LastActivityView is a tool for Windows operating system that collects information from various sources on a running system, and displays a log of actions made by the user and events occurred on this computer. The activity displayed by LastActivityView includes: Running .exe file, Opening open/save dialog-box, Opening file/folder from Explorer or other software, software installation, system shutdown/start, application or system crash, network connection/disconnection and more.
LECmd is a tool for parsing lnk files.
Examples:
LECmd.exe -f "C:\Temp\foobar.lnk"
LECmd.exe -f "C:\Temp\somelink.lnk" --json "D:\jsonOutput" --pretty
LECmd.exe -d "C:\Temp" --csv "c:\temp" --html c:\temp --xml c:\temp\xml -q
LECmd.exe -f "C:\Temp\some other link.lnk" --nid --neb
LECmd.exe -d "C:\Temp" --all
PECmd is a Prefetch parser.
Examples:
PECmd.exe -f "C:\Temp\CALC.EXE-3FBEF7FD.pf"
PECmd.exe -f "C:\Temp\CALC.EXE-3FBEF7FD.pf" --json "D:\jsonOutput" --jsonpretty
PECmd.exe -d "C:\Temp" -k "system32, fonts"
PECmd.exe -d "C:\Temp" --csv "c:\temp" --csvf foo.csv --json c:\temp\json
PECmd.exe -d "C:\Windows\Prefetch"
RBCmd is a Recycle Bin artifact (INFO2/$I) parser.
Examples:
RBCmd.exe -f "C:\Temp\INFO2"
RBCmd.exe -f "C:\Temp\$I3VPA17" --csv "D:\csvOutput"
RBCmd.exe -d "C:\Temp" --csv "c:\temp"
RecentFileCache parser.
Examples:
RecentFileCacheParser.exe -f "C:\Temp\RecentFileCache.bcf" --csv "c:\temp"
RecentFileCacheParser.exe -f "C:\Temp\RecentFileCache.bcf" --json "D:\jsonOutput" --jsonpretty
SBECmd is a command line edition for exporting shellbag data.
Examples:
SBECmd.exe -d c:\temp\hives --csv c:\temp\sbeout
SBECmd.exe -d c:\temp\hives --csv c:\temp\sbeout --tz "US Eastern Standard Time"

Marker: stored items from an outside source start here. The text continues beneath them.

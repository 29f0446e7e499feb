//! HTTP access for catalog clients and the installer.
//!
//! Everything above this module sees two operations: fetch a JSON document and
//! download a file. Retries for transient failures happen here and nowhere else.

use crate::download::download_file;
use crate::error::TransportError;
use async_trait::async_trait;
use std::path::Path;
use std::time::Duration;

const USER_AGENT: &str = concat!("jdkup/", env!("CARGO_PKG_VERSION"));
const RETRY_BASE_DELAY: Duration = Duration::from_millis(500);

#[async_trait]
pub trait Transport: Send + Sync {
    /// GET `url` and decode the body as JSON. Any non-2xx status is an error.
    async fn get_json(&self, url: &str) -> Result<serde_json::Value, TransportError>;

    /// GET `url` and write the body to `dest`.
    async fn download(&self, url: &str, dest: &Path) -> Result<(), TransportError>;
}

pub struct ReqwestTransport {
    client: reqwest::Client,
    retries: u32,
}

impl ReqwestTransport {
    pub fn new(retries: u32) -> Result<Self, TransportError> {
        let client = reqwest::Client::builder()
            .user_agent(USER_AGENT)
            .connect_timeout(Duration::from_secs(30))
            .build()
            .map_err(|e| TransportError::Request {
                url: String::new(),
                message: e.to_string(),
            })?;
        Ok(Self { client, retries })
    }

    async fn with_retries<T, F, Fut>(&self, url: &str, mut attempt: F) -> Result<T, TransportError>
    where
        F: FnMut() -> Fut,
        Fut: std::future::Future<Output = Result<T, TransportError>>,
    {
        let mut tries = 0;
        loop {
            match attempt().await {
                Err(e) if e.is_transient() && tries < self.retries => {
                    let delay = RETRY_BASE_DELAY * 2u32.pow(tries);
                    tries += 1;
                    tracing::warn!(
                        "Request to {} failed ({}), retrying in {:?} ({}/{})",
                        url,
                        e,
                        delay,
                        tries,
                        self.retries
                    );
                    tokio::time::sleep(delay).await;
                }
                result => return result,
            }
        }
    }

    async fn get_once(&self, url: &str) -> Result<reqwest::Response, TransportError> {
        let response = self
            .client
            .get(url)
            .header("Accept", "application/json")
            .send()
            .await
            .map_err(|e| TransportError::Request {
                url: url.to_string(),
                message: e.to_string(),
            })?;

        if !response.status().is_success() {
            return Err(TransportError::Status {
                url: url.to_string(),
                status: response.status().as_u16(),
            });
        }
        Ok(response)
    }
}

#[async_trait]
impl Transport for ReqwestTransport {
    async fn get_json(&self, url: &str) -> Result<serde_json::Value, TransportError> {
        tracing::debug!("GET {}", url);
        self.with_retries(url, || async move {
            let response = self.get_once(url).await?;
            response
                .json::<serde_json::Value>()
                .await
                .map_err(|e| TransportError::Decode {
                    url: url.to_string(),
                    message: e.to_string(),
                })
        })
        .await
    }

    async fn download(&self, url: &str, dest: &Path) -> Result<(), TransportError> {
        tracing::debug!("Downloading {} to {}", url, dest.display());
        self.with_retries(url, || async move {
            let response = self.get_once(url).await?;
            download_file(response, url, dest).await
        })
        .await
    }
}


#[cfg(test)]
mod tests {
    use super::*;
    use wiremock::matchers::{method, path};
    use wiremock::{Mock, MockServer, ResponseTemplate};

    #[tokio::test]
    async fn test_get_json_decodes_body() {
        let server = MockServer::start().await;
        Mock::given(method("GET"))
            .and(path("/info/available_releases"))
            .respond_with(
                ResponseTemplate::new(200)
                    .set_body_json(serde_json::json!({ "available_releases": [8, 11] })),
            )
            .mount(&server)
            .await;

        let transport = ReqwestTransport::new(0).unwrap();
        let body = transport
            .get_json(&format!("{}/info/available_releases", server.uri()))
            .await
            .unwrap();
        assert_eq!(body["available_releases"][1], 11);
    }

    #[tokio::test]
    async fn test_not_found_is_typed() {
        let server = MockServer::start().await;
        Mock::given(method("GET"))
            .respond_with(ResponseTemplate::new(404))
            .mount(&server)
            .await;

        let transport = ReqwestTransport::new(2).unwrap();
        let err = transport
            .get_json(&format!("{}/assets/version/x", server.uri()))
            .await
            .unwrap_err();
        assert!(err.is_not_found());

        // 404 is not transient, so only one request went out
        assert_eq!(server.received_requests().await.unwrap().len(), 1);
    }

    #[tokio::test]
    async fn test_server_errors_are_retried() {
        let server = MockServer::start().await;
        Mock::given(method("GET"))
            .respond_with(ResponseTemplate::new(503))
            .mount(&server)
            .await;

        let transport = ReqwestTransport::new(1).unwrap();
        let err = transport.get_json(&server.uri()).await.unwrap_err();
        assert!(matches!(err, TransportError::Status { status: 503, .. }));
        assert_eq!(server.received_requests().await.unwrap().len(), 2);
    }

    #[tokio::test]
    async fn test_download_writes_file() {
        let server = MockServer::start().await;
        Mock::given(method("GET"))
            .and(path("/jdk.tar.gz"))
            .respond_with(ResponseTemplate::new(200).set_body_bytes(b"archive bytes".to_vec()))
            .mount(&server)
            .await;

        let dir = tempfile::tempdir().unwrap();
        let dest = dir.path().join("jdk.tar.gz");
        let transport = ReqwestTransport::new(0).unwrap();
        transport
            .download(&format!("{}/jdk.tar.gz", server.uri()), &dest)
            .await
            .unwrap();
        assert_eq!(std::fs::read(&dest).unwrap(), b"archive bytes");
    }
}
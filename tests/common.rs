use std::fs;
use std::path::{Path, PathBuf};
use std::process::{Command, Output};
use tempfile::TempDir;

// Not every test binary uses every helper.
#[allow(dead_code)]
pub struct TestContext {
    pub _temp_dir: TempDir,
    pub config_path: PathBuf,
    pub cache_dir: PathBuf,
    pub bin_path: PathBuf,
}

#[allow(dead_code)]
impl TestContext {
    pub fn new() -> Self {
        let temp_dir = TempDir::new().expect("Failed to create temp dir");
        let config_path = temp_dir.path().join("config.json");
        let cache_dir = temp_dir.path().join("toolcache");

        let bin_path = PathBuf::from(env!("CARGO_BIN_EXE_jdkup"));

        Self {
            _temp_dir: temp_dir,
            config_path,
            cache_dir,
            bin_path,
        }
    }

    pub fn cmd(&self) -> Command {
        let mut cmd = Command::new(&self.bin_path);
        cmd.env("JDKUP_CONFIG_PATH", &self.config_path);
        cmd.env("JDKUP_CACHE_DIR", &self.cache_dir);
        cmd.env("HOME", self._temp_dir.path());
        cmd.env("XDG_DATA_HOME", self._temp_dir.path().join("data"));
        cmd.env("XDG_CONFIG_HOME", self._temp_dir.path().join("config"));
        // Keep runner files and log filters of the outer environment out
        for var in [
            "GITHUB_ENV",
            "GITHUB_PATH",
            "GITHUB_OUTPUT",
            "RUNNER_TOOL_CACHE",
            "RUST_LOG",
        ] {
            cmd.env_remove(var);
        }
        cmd
    }

    /// Writes a complete cache entry holding a fake `bin/java`.
    pub fn seed_cache(&self, tool_name: &str, version: &str, arch: &str) -> PathBuf {
        let entry = self.cache_dir.join(tool_name).join(version).join(arch);
        fs::create_dir_all(entry.join("bin")).expect("Failed to create cache entry");
        fs::write(entry.join("bin").join("java"), "#!/bin/sh\n").expect("Failed to write java");
        fs::write(
            marker(&self.cache_dir, tool_name, version, arch),
            "2024-01-01T00:00:00Z",
        )
        .expect("Failed to write marker");
        entry
    }

    pub fn host_arch() -> &'static str {
        match std::env::consts::ARCH {
            "x86_64" => "x64",
            other => other,
        }
    }
}

pub fn marker(cache_dir: &Path, tool_name: &str, version: &str, arch: &str) -> PathBuf {
    cache_dir
        .join(tool_name)
        .join(version)
        .join(format!("{}.complete", arch))
}

#[allow(dead_code)]
pub struct CommandOutput {
    pub stdout: String,
    pub stderr: String,
    pub status: std::process::ExitStatus,
}

impl From<Output> for CommandOutput {
    fn from(output: Output) -> Self {
        Self {
            stdout: String::from_utf8_lossy(&output.stdout).to_string(),
            stderr: String::from_utf8_lossy(&output.stderr).to_string(),
            status: output.status,
        }
    }
}

#[allow(dead_code)]
impl CommandOutput {
    pub fn assert_success(&self) -> &Self {
        if !self.status.success() {
            panic!(
                "Command failed with status {:?}\nstdout: {}\nstderr: {}",
                self.status.code(),
                self.stdout,
                self.stderr
            );
        }
        self
    }

    pub fn assert_failure(&self) -> &Self {
        if self.status.success() {
            panic!(
                "Command unexpectedly succeeded\nstdout: {}\nstderr: {}",
                self.stdout, self.stderr
            );
        }
        self
    }

    pub fn assert_stdout_contains(&self, text: &str) -> &Self {
        assert!(
            self.stdout.contains(text),
            "Stdout did not contain '{}'\nActual stdout: {}",
            text,
            self.stdout
        );
        self
    }

    pub fn assert_stderr_contains(&self, text: &str) -> &Self {
        assert!(
            self.stderr.contains(text),
            "Stderr did not contain '{}'\nActual stderr: {}",
            text,
            self.stderr
        );
        self
    }
}
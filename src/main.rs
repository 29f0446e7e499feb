mod cache;
mod catalog;
mod cli;
mod config;
mod download;
mod environment;
mod error;
mod install;
mod platform;
mod resolver;
mod transport;
mod types;
mod version;

#[cfg(test)]
mod tests;

use anyhow::{bail, Context, Result};
use cache::DirToolCache;
use clap::Parser;
use cli::{Cli, Commands, ConfigAction, JavaSelection};
use console::style;
use environment::{ExportSink, Exports};
use install::{InstallRequest, Installer};
use platform::HostPlatform;
use std::io::Write;
use std::sync::Arc;
use transport::ReqwestTransport;
use types::JdkupSettings;

#[tokio::main]
async fn main() {
    let cli = Cli::parse();

    setup_logging(&cli);

    if let Err(e) = run(cli).await {
        tracing::debug!("{:?}", e);
        eprintln!("{} {}", style("error:").red().bold(), describe(&e));
        std::process::exit(1);
    }
}

async fn run(cli: Cli) -> Result<()> {
    match cli.command {
        Commands::Version => {
            println!("jdkup v{}", env!("CARGO_PKG_VERSION"));
        }

        Commands::Install {
            selection,
            no_export,
        } => {
            let settings = config::load_settings()?;
            let (installer, request) = build_installer(&settings, &selection)?;
            let result = installer.setup(&request).await?;

            let mut stdout = std::io::stdout().lock();
            if no_export {
                writeln!(stdout, "{}", serde_json::to_string_pretty(&result)?)?;
            } else {
                let exports = Exports::for_installation(&result, &request.architecture);
                ExportSink::from_env().publish(&exports, &mut stdout)?;
            }
        }

        Commands::Resolve { selection } => {
            let settings = config::load_settings()?;
            let (installer, request) = build_installer(&settings, &selection)?;
            let release = installer.resolve_release(&request).await?;
            println!("{} {}", release.version, release.download_link);
        }

        Commands::List => {
            let settings = config::load_settings()?;
            list_cached_installations(&DirToolCache::new(&settings.cache_dir))?;
        }

        Commands::Config { action } => handle_config(action)?,
    }

    Ok(())
}

fn setup_logging(cli: &Cli) {
    use tracing_subscriber::{fmt, EnvFilter};

    let level = if cli.quiet {
        "error"
    } else if cli.verbose == 0 {
        "warn"
    } else if cli.verbose == 1 {
        "info"
    } else {
        "debug"
    };

    let filter = EnvFilter::try_from_default_env().unwrap_or_else(|_| EnvFilter::new(level));

    // stdout is reserved for export lines
    fmt()
        .with_env_filter(filter)
        .with_writer(std::io::stderr)
        .with_target(false)
        .with_thread_ids(false)
        .with_thread_names(false)
        .init();
}

/// Error message with every cause that the outer messages do not already repeat.
fn describe(error: &anyhow::Error) -> String {
    let mut message = error.to_string();
    for cause in error.chain().skip(1) {
        let cause = cause.to_string();
        if !message.contains(&cause) {
            message.push_str(": ");
            message.push_str(&cause);
        }
    }
    message
}

fn build_installer(
    settings: &JdkupSettings,
    selection: &JavaSelection,
) -> Result<(Installer, InstallRequest)> {
    let platform = HostPlatform::detect();
    let distribution = selection.distribution.unwrap_or(settings.distribution);
    let request = InstallRequest {
        version: selection.version.clone(),
        architecture: selection
            .arch
            .clone()
            .unwrap_or_else(|| platform.default_arch()),
        package_type: selection.package_type.unwrap_or(settings.package_type),
    };
    tracing::debug!(
        "Installing {} {} for {}/{} into {}",
        distribution,
        request.package_type,
        platform.os,
        request.architecture,
        settings.cache_dir
    );

    let transport = Arc::new(
        ReqwestTransport::new(settings.http_retries).context("Could not create HTTP client")?,
    );
    let cache = Box::new(DirToolCache::new(&settings.cache_dir));
    let installer = Installer::new(distribution, transport, cache, platform, settings);
    Ok((installer, request))
}

fn list_cached_installations(cache: &DirToolCache) -> Result<()> {
    let entries = cache.entries()?;
    println!("--- Cached Java Installations ---");
    if entries.is_empty() {
        println!("  No installations in {}", cache.root().display());
        return Ok(());
    }

    for entry in entries {
        let completed = entry
            .completed_at
            .map(|t| t.format("%Y-%m-%d %H:%M").to_string())
            .unwrap_or_else(|| "unknown".to_string());
        println!(
            "  - {} {} [{}] (cached {})",
            style(&entry.tool_name).bold(),
            entry.version,
            entry.arch,
            completed
        );
        println!("    Path:    {}\n", entry.path.display());
    }
    println!("---------------------------------");
    Ok(())
}

fn handle_config(action: ConfigAction) -> Result<()> {
    match action {
        ConfigAction::Get { key } => {
            let settings = config::load_settings()?;
            if let Some(key) = key {
                println!("{}", config::get_setting(&settings, &key)?);
            } else {
                println!("--- jdkup Settings ---");
                for key in config::setting_keys() {
                    println!("  {}: {}", key, config::get_setting(&settings, &key)?);
                }
            }
        }
        ConfigAction::Set { args } => {
            let (key, value) = match args.as_slice() {
                [pair] => match pair.split_once('=') {
                    Some((k, v)) => (k.to_string(), v.to_string()),
                    None => bail!("Invalid format. Use 'key=value' or 'key value'."),
                },
                [k, v] => (k.clone(), v.clone()),
                _ => bail!("Invalid format. Use 'key=value' or 'key value'."),
            };
            let settings = config::set_setting(&config::load_stored_settings()?, &key, &value)?;
            config::save_settings(&settings)?;
            tracing::info!("Setting '{}' updated to '{}'", config::normalize_key(&key), value);
        }
        ConfigAction::Unset { key } => {
            let settings = config::unset_setting(&config::load_stored_settings()?, &key)?;
            config::save_settings(&settings)?;
            tracing::info!("Setting '{}' unset", config::normalize_key(&key));
        }
        ConfigAction::Show { format } => {
            let settings = config::load_settings()?;
            match format.as_str() {
                "json" => println!("{}", serde_json::to_string_pretty(&settings)?),
                "yaml" => print!("{}", serde_yaml::to_string(&settings)?),
                other => bail!("Unsupported format '{}'. Use json or yaml.", other),
            }
        }
    }
    Ok(())
}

SBECmd.exe -d c:\temp\hives --csv c:\temp\sbeout --dedupe
SDBExplorer is a Shim database GUI tool.
Thumbcache Viewer allows you to extract thumbnail images from the thumbcache_*.db and iconcache_*.db database files found on Windows Vista, Windows 7, Windows 8, Windows 8.1, Windows 10, and Windows 11.
WFA decodes and analyzes some special files used by Windows OS.
WinPrefetchView is a small utility that reads the Prefetch files stored in your system and displays the information stored in them. By looking in these files, you can learn which files every application is using, and which files are loaded on Windows boot.